┌──

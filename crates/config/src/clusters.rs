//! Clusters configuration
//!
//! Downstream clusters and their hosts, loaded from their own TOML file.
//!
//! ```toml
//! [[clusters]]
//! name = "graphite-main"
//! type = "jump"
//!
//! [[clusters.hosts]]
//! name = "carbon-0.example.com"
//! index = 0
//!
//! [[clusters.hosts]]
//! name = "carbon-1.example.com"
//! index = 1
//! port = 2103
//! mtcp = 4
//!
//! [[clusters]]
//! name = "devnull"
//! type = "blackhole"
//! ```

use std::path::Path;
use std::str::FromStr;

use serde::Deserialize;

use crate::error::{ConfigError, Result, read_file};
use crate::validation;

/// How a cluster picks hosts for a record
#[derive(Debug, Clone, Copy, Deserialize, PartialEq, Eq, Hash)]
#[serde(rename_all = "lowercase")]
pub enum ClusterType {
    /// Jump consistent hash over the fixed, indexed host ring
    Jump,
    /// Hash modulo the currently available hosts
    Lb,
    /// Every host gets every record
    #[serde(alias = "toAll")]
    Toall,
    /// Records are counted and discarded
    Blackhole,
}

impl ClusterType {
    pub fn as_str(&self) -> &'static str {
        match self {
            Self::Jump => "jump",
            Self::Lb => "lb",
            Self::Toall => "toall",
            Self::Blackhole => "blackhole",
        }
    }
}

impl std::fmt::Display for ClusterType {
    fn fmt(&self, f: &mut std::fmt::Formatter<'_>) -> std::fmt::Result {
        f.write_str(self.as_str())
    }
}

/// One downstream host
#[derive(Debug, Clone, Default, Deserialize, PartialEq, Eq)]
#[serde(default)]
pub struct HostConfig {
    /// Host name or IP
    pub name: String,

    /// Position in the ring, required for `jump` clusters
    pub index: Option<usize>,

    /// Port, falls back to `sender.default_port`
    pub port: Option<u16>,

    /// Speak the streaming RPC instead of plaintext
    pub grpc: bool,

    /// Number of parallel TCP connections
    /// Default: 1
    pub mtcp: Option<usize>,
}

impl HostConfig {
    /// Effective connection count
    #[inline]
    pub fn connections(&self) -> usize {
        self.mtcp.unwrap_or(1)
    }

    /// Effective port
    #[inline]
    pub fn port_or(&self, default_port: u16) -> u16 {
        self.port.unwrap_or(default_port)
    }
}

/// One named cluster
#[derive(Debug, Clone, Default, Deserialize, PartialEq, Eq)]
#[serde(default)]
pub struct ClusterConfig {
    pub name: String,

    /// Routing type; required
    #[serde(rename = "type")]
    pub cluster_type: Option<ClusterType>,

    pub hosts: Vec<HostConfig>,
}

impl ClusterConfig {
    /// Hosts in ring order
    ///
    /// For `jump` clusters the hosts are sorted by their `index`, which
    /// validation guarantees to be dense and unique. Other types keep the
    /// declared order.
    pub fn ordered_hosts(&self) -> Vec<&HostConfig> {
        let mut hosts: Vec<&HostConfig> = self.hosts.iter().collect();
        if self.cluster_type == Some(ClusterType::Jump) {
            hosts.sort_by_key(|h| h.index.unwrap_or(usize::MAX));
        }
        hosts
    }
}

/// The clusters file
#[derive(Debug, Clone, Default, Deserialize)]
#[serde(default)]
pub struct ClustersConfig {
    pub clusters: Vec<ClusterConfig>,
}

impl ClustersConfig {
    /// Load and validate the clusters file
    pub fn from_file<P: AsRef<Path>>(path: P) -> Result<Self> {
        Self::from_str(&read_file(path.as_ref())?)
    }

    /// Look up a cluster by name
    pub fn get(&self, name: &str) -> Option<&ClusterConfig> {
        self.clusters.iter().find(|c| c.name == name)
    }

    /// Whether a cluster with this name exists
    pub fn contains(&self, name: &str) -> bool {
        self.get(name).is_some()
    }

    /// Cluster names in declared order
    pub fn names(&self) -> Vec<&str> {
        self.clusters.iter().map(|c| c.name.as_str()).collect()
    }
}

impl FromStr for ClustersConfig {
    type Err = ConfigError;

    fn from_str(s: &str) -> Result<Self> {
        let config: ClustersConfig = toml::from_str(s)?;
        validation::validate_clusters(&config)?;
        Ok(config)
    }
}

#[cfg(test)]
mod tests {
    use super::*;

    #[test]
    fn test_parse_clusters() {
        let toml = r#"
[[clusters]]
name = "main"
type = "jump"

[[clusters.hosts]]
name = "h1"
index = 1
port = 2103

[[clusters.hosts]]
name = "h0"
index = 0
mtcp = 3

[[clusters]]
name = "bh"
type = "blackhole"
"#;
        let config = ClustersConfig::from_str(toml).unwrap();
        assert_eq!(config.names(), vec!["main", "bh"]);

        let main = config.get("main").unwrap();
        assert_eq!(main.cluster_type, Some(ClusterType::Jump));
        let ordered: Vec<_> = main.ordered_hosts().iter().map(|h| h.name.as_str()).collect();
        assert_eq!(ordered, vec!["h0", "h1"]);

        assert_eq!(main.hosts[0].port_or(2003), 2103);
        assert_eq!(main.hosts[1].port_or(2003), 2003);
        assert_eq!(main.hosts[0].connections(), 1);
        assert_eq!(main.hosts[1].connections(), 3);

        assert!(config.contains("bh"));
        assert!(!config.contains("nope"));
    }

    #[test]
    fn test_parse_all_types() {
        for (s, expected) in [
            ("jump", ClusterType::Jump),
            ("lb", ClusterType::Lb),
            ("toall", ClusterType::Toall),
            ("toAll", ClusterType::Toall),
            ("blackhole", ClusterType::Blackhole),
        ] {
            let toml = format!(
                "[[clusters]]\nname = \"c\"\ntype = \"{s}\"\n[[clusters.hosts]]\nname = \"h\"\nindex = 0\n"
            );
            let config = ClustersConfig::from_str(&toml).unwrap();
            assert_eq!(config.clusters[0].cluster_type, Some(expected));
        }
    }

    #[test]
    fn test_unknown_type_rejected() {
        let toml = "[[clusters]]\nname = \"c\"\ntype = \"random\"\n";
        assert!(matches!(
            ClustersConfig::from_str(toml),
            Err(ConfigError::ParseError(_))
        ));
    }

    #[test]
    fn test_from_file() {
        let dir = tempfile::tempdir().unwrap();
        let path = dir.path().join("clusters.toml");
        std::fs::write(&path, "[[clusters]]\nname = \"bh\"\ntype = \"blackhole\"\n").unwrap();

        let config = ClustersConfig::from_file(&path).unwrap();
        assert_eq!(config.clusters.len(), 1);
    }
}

└──

*Directions*
Your response should consist of the full listing, exactly as written.

*Response area*
filename crates/config/src/clusters.rs
//! Clusters configuration
//!
//! Downstream clusters and their hosts, loaded from their own TOML file.
//!
//! ```toml
//! [[clusters]]
//! name = "graphite-main"
//! type = "jump"
//!
//! [[clusters.hosts]]
//! name = "carbon-0.example.com"
//! index = 0
//!
//! [[clusters.hosts]]
//! name = "carbon-1.example.com"
//! index = 1
//! port = 2103
//! mtcp = 4
//!
//! [[clusters]]
//! name = "devnull"
//! type = "blackhole"
//! ```

use std::path::Path;
use std::str::FromStr;

use serde::Deserialize;

use crate::error::{ConfigError, Result, read_file};
use crate::validation;

/// How a cluster picks hosts for a record
#[derive(Debug, Clone, Copy, Deserialize, PartialEq, Eq, Hash)]
#[serde(rename_all = "lowercase")]
pub enum ClusterType {
    /// Jump consistent hash over the fixed, indexed host ring
    Jump,
    /// Hash modulo the currently available hosts
    Lb,
    /// Every host gets every record
    #[serde(alias = "toAll")]
    Toall,
    /// Records are counted and discarded
    Blackhole,
}

impl ClusterType {
    pub fn as_str(&self) -> &'static str {
        match self {
            Self::Jump => "jump",
            Self::Lb => "lb",
            Self::Toall => "toall",
            Self::Blackhole => "blackhole",
        }
    }
}

impl std::fmt::Display for ClusterType {
    fn fmt(&self, f: &mut std::fmt::Formatter<'_>) -> std::fmt::Result {
        f.write_str(self.as_str())
    }
}

/// One downstream host
#[derive(Debug, Clone, Default, Deserialize, PartialEq, Eq)]
#[serde(default)]
pub struct HostConfig {
    /// Host name or IP
    pub name: String,

    /// Position in the ring, required for `jump` clusters
    pub index: Option<usize>,

    /// Port, falls back to `sender.default_port`
    pub port: Option<u16>,

    /// Speak the streaming RPC instead of plaintext
    pub grpc: bool,

    /// Number of parallel TCP connections
    /// Default: 1
    pub mtcp: Option<usize>,
}

impl HostConfig {
    /// Effective connection count
    #[inline]
    pub fn connections(&self) -> usize {
        self.mtcp.unwrap_or(1)
    }

    /// Effective port
    #[inline]
    pub fn port_or(&self, default_port: u16) -> u16 {
        self.port.unwrap_or(default_port)
    }
}

/// One named cluster
#[derive(Debug, Clone, Default, Deserialize, PartialEq, Eq)]
#[serde(default)]
pub struct ClusterConfig {
    pub name: String,

    /// Routing type; required
    #[serde(rename = "type")]
    pub cluster_type: Option<ClusterType>,

    pub hosts: Vec<HostConfig>,
}

impl ClusterConfig {
    /// Hosts in ring order
    ///
    /// For `jump` clusters the hosts are sorted by their `index`, which
    /// validation guarantees to be dense and unique. Other types keep the
    /// declared order.
    pub fn ordered_hosts(&self) -> Vec<&HostConfig> {
        let mut hosts: Vec<&HostConfig> = self.hosts.iter().collect();
        if self.cluster_type == Some(ClusterType::Jump) {
            hosts.sort_by_key(|h| h.index.unwrap_or(usize::MAX));
        }
        hosts
    }
}

/// The clusters file
#[derive(Debug, Clone, Default, Deserialize)]
#[serde(default)]
pub struct ClustersConfig {
    pub clusters: Vec<ClusterConfig>,
}

impl ClustersConfig {
    /// Load and validate the clusters file
    pub fn from_file<P: AsRef<Path>>(path: P) -> Result<Self> {
        Self::from_str(&read_file(path.as_ref())?)
    }

    /// Look up a cluster by name
    pub fn get(&self, name: &str) -> Option<&ClusterConfig> {
        self.clusters.iter().find(|c| c.name == name)
    }

    /// Whether a cluster with this name exists
    pub fn contains(&self, name: &str) -> bool {
        self.get(name).is_some()
    }

    /// Cluster names in declared order
    pub fn names(&self) -> Vec<&str> {
        self.clusters.iter().map(|c| c.name.as_str()).collect()
    }
}

impl FromStr for ClustersConfig {
    type Err = ConfigError;

    fn from_str(s: &str) -> Result<Self> {
        let config: ClustersConfig = toml::from_str(s)?;
        validation::validate_clusters(&config)?;
        Ok(config)
    }
}

#[cfg(test)]
mod tests {
    use super::*;

    #[test]
    fn test_parse_clusters() {
        let toml = r#"
[[clusters]]
name = "main"
type = "jump"

[[clusters.hosts]]
name = "h1"
index = 1
port = 2103

[[clusters.hosts]]
name = "h0"
index = 0
mtcp = 3

[[clusters]]
name = "bh"
type = "blackhole"
"#;
        let config = ClustersConfig::from_str(toml).unwrap();
        assert_eq!(config.names(), vec!["main", "bh"]);

        let main = config.get("main").unwrap();
        assert_eq!(main.cluster_type, Some(ClusterType::Jump));
        let ordered: Vec<_> = main.ordered_hosts().iter().map(|h| h.name.as_str()).collect();
        assert_eq!(ordered, vec!["h0", "h1"]);

        assert_eq!(main.hosts[0].port_or(2003), 2103);
        assert_eq!(main.hosts[1].port_or(2003), 2003);
        assert_eq!(main.hosts[0].connections(), 1);
        assert_eq!(main.hosts[1].connections(), 3);

        assert!(config.contains("bh"));
        assert!(!config.contains("nope"));
    }

    #[test]
    fn test_parse_all_types() {
        for (s, expected) in [
            ("jump", ClusterType::Jump),
            ("lb", ClusterType::Lb),
            ("toall", ClusterType::Toall),
            ("toAll", ClusterType::Toall),
            ("blackhole", ClusterType::Blackhole),
        ] {
            let toml = format!(
                "[[clusters]]\nname = \"c\"\ntype = \"{s}\"\n[[clusters.hosts]]\nname = \"h\"\nindex = 0\n"
            );
            let config = ClustersConfig::from_str(&toml).unwrap();
            assert_eq!(config.clusters[0].cluster_type, Some(expected));
        }
    }

    #[test]
    fn test_unknown_type_rejected() {
        let toml = "[[clusters]]\nname = \"c\"\ntype = \"random\"\n";
        assert!(matches!(
            ClustersConfig::from_str(toml),
            Err(ConfigError::ParseError(_))
        ));
    }

    #[test]
    fn test_from_file() {
        let dir = tempfile::tempdir().unwrap();
        let path = dir.path().join("clusters.toml");
        std::fs::write(&path, "[[clusters]]\nname = \"bh\"\ntype = \"blackhole\"\n").unwrap();

        let config = ClustersConfig::from_file(&path).unwrap();
        assert_eq!(config.clusters.len(), 1);
    }
}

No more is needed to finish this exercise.